Collected data
—————
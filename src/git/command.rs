use std::future::Future;
use std::path::{Path, PathBuf};
use std::process::Stdio;
use std::sync::Arc;
use std::time::Duration;
use tokio::process::Command;
use tokio::sync::Mutex;
use tracing::{debug, warn};
use crate::error::{LibraryError, Result};

#[derive(Debug, Clone)]
pub struct GitOutput {
    pub success: bool,
    pub stdout: String,
    pub stderr: String,
}

/// One working tree. All git processes for it go through [`GitRepo::exclusive`],
/// which holds a single lock for the whole multi-command operation.
#[derive(Clone)]
pub struct GitRepo {
    workdir: PathBuf,
    timeout: Duration,
    identity: Option<(String, String)>,
    lock: Arc<Mutex<()>>,
}

impl GitRepo {
    pub fn new(workdir: PathBuf, timeout: Duration) -> Self {
        Self { workdir, timeout, identity: None, lock: Arc::new(Mutex::new(())) }
    }

    /// Commit author used instead of the repository's own `user.*` config.
    pub fn with_identity(mut self, name: String, email: String) -> Self {
        self.identity = Some((name, email));
        self
    }

    pub fn workdir(&self) -> &Path {
        &self.workdir
    }

    pub fn timeout(&self) -> Duration {
        self.timeout
    }

    /// The lock held by [`GitRepo::exclusive`], for other writers of the
    /// working tree to share.
    pub fn worktree_lock(&self) -> Arc<Mutex<()>> {
        self.lock.clone()
    }

    /// Runs `op` with exclusive access to the working tree.
    ///
    /// `op` runs on its own task which owns the lock. If it outlives the
    /// timeout the caller gets `SyncTimeout`, but the task is left to finish:
    /// git transfers are not safe to interrupt, and the lock stays held until
    /// the last git process has exited.
    pub async fn exclusive<T, F, Fut>(&self, operation: &str, op: F) -> Result<T>
    where
        T: Send + 'static,
        F: FnOnce(GitSession) -> Fut + Send + 'static,
        Fut: Future<Output = Result<T>> + Send + 'static,
    {
        let timed_out = || LibraryError::SyncTimeout { operation: operation.to_string(), timeout: self.timeout };
        let guard = tokio::time::timeout(self.timeout, self.lock.clone().lock_owned())
            .await
            .map_err(|_| timed_out())?;
        let session = GitSession { workdir: self.workdir.clone(), identity: self.identity.clone() };
        let task = tokio::spawn(async move {
            let _guard = guard;
            op(session).await
        });
        match tokio::time::timeout(self.timeout, task).await {
            Ok(Ok(result)) => result,
            Ok(Err(join_error)) => Err(LibraryError::Git {
                command: operation.to_string(),
                stderr: format!("task failed: {join_error}"),
            }),
            Err(_) => {
                warn!("git {} exceeded {:?}, letting it finish in the background", operation, self.timeout);
                Err(timed_out())
            }
        }
    }
}

/// Handle for issuing git commands while the working tree lock is held.
pub struct GitSession {
    workdir: PathBuf,
    identity: Option<(String, String)>,
}

impl GitSession {
    pub fn workdir(&self) -> &Path {
        &self.workdir
    }

    /// Runs git and returns its output whatever the exit status.
    pub async fn run(&self, args: &[&str]) -> Result<GitOutput> {
        debug!("git {}", args.join(" "));
        let mut cmd = Command::new("git");
        if let Some((name, email)) = &self.identity {
            cmd.arg("-c").arg(format!("user.name={name}"));
            cmd.arg("-c").arg(format!("user.email={email}"));
        }
        let output = cmd.args(args)
            .current_dir(&self.workdir)
            .env("GIT_TERMINAL_PROMPT", "0")
            .stdin(Stdio::null())
            .output()
            .await
            .map_err(|e| LibraryError::Git { command: command_name(args), stderr: format!("cannot start git: {e}") })?;
        Ok(GitOutput {
            success: output.status.success(),
            stdout: String::from_utf8_lossy(&output.stdout).into_owned(),
            stderr: String::from_utf8_lossy(&output.stderr).trim().to_string(),
        })
    }

    /// Runs git and fails with `LibraryError::Git` on a non-zero exit.
    pub async fn run_checked(&self, args: &[&str]) -> Result<String> {
        let output = self.run(args).await?;
        if !output.success {
            return Err(LibraryError::Git { command: command_name(args), stderr: output.stderr });
        }
        Ok(output.stdout)
    }

    /// `git mv`, recorded by git as a rename rather than a delete plus an add.
    /// Falls back to a plain rename for files git does not track.
    pub async fn move_path(&self, from: &Path, to: &Path) -> Result<()> {
        let (from_rel, to_rel) = (self.relative(from), self.relative(to));
        // git would move the file into an existing directory of that name.
        if tokio::fs::symlink_metadata(to).await.is_ok() {
            return Err(LibraryError::conflict(format!("{to_rel} already exists")));
        }
        let output = self.run(&["mv", "-k", "--", from_rel.as_str(), to_rel.as_str()]).await;
        let reason = match output {
            Ok(out) if out.success && !from.exists() && to.exists() => return Ok(()),
            Ok(out) => out.stderr,
            Err(e) => e.to_string(),
        };
        // `-k` skips untracked sources silently, and outside a repository git
        // fails outright; in both cases the file is still where it was.
        debug!("git mv {} -> {} did not apply ({}), renaming directly", from_rel, to_rel, reason);
        tokio::fs::rename(from, to).await?;
        Ok(())
    }

    pub fn relative(&self, path: &Path) -> String {
        path.strip_prefix(&self.workdir).unwrap_or(path).to_string_lossy().replace('\\', "/")
    }
}

fn command_name(args: &[&str]) -> String {
    args.iter().take_while(|x| !x.starts_with('-')).take(2).cloned().collect::<Vec<_>>().join(" ")
}
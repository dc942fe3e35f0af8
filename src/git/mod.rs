pub mod command;
pub mod log;
pub mod status;
pub mod sync;

pub use command::{GitRepo, GitSession};
pub use log::{SyncLog, SyncLogEntry, SyncOperation};
pub use status::{ChangeArea, ChangeSummary, FileChange, RepoLayout, StatusEntry};
pub use sync::{PullOutcome, PushOutcome, SyncConfig, SyncEngine, SyncState, SyncStatus};
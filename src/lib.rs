pub mod api;
pub mod cli;
pub mod config;
pub mod entities;
pub mod error;
pub mod git;
pub mod library;
pub mod storage;
pub mod tags;
pub mod thumbnail;
pub mod tvs;
pub mod utils;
—————
- _WORK ORDER_
Among the entries, how many lines carry "struct"? Reply with a number and nothing else.

- _OUTPUT FOR THIS TASK_
3